Collected data:
+===+
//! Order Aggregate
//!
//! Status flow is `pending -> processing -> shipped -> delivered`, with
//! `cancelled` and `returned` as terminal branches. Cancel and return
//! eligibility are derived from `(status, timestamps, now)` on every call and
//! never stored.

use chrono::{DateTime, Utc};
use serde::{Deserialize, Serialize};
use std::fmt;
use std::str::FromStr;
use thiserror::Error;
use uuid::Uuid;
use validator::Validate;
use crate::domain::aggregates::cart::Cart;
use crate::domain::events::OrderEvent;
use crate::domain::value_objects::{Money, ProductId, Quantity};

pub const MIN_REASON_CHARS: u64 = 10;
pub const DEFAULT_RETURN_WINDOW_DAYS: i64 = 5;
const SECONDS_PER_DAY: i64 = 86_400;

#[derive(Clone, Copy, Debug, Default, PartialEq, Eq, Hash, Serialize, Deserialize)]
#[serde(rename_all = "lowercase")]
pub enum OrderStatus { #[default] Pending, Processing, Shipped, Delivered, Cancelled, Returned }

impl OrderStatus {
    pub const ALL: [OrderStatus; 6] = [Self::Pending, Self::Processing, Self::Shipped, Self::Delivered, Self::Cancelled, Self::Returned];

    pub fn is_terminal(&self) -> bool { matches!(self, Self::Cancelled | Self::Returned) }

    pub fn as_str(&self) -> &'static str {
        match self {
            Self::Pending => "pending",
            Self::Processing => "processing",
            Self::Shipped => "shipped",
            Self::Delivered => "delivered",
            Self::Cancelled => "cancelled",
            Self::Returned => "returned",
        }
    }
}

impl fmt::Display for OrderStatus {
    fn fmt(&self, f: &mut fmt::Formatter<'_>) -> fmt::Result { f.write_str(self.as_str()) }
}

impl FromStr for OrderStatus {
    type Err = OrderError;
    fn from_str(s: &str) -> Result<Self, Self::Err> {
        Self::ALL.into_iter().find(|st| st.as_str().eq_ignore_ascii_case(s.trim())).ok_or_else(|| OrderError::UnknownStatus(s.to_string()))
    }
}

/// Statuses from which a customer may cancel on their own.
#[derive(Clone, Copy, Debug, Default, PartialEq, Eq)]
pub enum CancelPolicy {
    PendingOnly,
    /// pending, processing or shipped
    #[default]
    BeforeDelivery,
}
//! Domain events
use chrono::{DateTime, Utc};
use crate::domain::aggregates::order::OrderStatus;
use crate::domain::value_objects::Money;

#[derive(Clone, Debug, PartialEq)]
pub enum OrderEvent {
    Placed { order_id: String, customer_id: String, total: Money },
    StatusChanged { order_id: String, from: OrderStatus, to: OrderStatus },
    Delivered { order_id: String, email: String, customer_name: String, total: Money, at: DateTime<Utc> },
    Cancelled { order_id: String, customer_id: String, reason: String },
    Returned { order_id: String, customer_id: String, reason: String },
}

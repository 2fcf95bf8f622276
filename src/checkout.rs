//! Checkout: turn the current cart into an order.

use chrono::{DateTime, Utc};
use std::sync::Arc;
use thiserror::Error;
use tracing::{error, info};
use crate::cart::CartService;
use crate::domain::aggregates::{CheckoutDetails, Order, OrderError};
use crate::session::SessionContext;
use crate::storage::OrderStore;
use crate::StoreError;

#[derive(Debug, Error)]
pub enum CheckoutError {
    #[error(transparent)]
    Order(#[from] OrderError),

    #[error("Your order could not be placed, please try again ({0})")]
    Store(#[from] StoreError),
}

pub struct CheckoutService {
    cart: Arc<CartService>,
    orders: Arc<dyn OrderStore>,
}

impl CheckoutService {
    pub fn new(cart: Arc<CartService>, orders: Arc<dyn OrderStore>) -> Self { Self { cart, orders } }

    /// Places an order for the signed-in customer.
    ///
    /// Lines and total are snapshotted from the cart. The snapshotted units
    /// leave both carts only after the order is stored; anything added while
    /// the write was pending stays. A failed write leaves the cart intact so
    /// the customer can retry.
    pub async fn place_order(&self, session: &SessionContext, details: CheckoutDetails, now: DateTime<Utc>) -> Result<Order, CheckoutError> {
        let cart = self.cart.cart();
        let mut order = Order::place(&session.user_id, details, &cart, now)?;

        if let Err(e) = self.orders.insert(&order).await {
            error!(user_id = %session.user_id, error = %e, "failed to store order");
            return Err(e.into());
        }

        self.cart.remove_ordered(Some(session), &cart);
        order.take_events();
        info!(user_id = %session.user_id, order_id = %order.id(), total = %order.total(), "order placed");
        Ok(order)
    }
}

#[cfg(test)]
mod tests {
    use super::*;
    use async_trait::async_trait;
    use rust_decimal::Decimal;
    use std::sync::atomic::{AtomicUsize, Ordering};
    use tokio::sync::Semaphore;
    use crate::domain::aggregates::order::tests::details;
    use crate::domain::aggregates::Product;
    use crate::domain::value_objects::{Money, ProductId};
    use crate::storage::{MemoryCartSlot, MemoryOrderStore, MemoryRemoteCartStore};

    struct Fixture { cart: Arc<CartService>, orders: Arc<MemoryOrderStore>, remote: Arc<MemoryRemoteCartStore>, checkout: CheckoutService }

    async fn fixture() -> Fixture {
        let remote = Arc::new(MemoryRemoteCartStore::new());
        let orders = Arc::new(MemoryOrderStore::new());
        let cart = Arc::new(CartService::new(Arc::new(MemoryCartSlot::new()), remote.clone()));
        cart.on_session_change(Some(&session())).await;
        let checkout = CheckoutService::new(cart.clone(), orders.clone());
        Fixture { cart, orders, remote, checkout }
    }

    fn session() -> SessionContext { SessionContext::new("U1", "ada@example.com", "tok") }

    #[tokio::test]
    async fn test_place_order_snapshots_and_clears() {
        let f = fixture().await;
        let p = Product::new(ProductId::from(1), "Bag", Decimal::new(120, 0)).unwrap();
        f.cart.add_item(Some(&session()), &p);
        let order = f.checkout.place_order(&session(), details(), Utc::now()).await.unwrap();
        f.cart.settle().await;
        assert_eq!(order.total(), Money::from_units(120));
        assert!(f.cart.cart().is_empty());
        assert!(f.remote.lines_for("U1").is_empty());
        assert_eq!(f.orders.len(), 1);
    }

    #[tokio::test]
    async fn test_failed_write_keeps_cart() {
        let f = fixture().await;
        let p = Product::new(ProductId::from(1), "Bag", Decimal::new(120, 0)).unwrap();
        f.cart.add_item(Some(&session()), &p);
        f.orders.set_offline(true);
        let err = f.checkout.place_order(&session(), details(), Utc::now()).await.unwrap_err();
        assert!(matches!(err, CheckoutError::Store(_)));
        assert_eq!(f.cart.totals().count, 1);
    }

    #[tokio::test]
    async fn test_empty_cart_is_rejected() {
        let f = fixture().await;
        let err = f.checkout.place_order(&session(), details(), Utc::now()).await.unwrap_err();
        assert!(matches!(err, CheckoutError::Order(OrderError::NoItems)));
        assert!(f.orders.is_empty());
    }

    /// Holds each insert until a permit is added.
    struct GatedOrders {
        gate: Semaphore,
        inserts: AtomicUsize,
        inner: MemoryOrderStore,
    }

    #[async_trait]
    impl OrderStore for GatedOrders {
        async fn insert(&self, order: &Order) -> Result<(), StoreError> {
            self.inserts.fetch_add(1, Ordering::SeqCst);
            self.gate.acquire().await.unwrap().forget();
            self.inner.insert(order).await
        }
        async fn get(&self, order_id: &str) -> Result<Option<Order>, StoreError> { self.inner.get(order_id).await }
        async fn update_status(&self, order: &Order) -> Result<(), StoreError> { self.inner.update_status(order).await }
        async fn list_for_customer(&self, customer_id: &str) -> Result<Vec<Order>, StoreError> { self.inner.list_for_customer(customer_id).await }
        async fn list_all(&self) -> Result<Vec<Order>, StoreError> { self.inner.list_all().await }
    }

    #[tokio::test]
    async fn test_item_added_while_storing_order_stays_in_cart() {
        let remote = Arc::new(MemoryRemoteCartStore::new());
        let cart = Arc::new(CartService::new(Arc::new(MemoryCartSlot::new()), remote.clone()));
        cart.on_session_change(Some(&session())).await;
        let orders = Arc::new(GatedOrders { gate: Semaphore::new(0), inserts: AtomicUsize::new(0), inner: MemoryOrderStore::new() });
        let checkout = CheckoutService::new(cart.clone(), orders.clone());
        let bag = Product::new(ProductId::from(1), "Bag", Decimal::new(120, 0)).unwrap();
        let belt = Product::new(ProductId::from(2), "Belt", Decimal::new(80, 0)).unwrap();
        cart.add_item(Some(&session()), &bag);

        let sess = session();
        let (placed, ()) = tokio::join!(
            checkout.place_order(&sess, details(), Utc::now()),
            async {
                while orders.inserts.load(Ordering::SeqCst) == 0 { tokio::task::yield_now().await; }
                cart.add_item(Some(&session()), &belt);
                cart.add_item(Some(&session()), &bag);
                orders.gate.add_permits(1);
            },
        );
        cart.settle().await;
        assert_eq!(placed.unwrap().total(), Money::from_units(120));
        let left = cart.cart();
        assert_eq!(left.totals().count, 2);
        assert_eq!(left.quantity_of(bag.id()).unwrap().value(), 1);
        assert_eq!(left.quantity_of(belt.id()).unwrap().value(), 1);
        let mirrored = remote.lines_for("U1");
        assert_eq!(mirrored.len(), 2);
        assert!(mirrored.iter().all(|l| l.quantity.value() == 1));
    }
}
+===+
WHAT YOU NEED TO DO: Copy the stretch of the records above that runs from the line with "use tokio::sync::Semaphore;" through the line with "let orders = Arc::new(MemoryOrderStore::new());". Both end lines belong in the copy, and nothing else does.

FINAL ANSWER:
    use tokio::sync::Semaphore;
    use crate::domain::aggregates::order::tests::details;
    use crate::domain::aggregates::Product;
    use crate::domain::value_objects::{Money, ProductId};
    use crate::storage::{MemoryCartSlot, MemoryOrderStore, MemoryRemoteCartStore};

    struct Fixture { cart: Arc<CartService>, orders: Arc<MemoryOrderStore>, remote: Arc<MemoryRemoteCartStore>, checkout: CheckoutService }

    async fn fixture() -> Fixture {
        let remote = Arc::new(MemoryRemoteCartStore::new());
        let orders = Arc::new(MemoryOrderStore::new());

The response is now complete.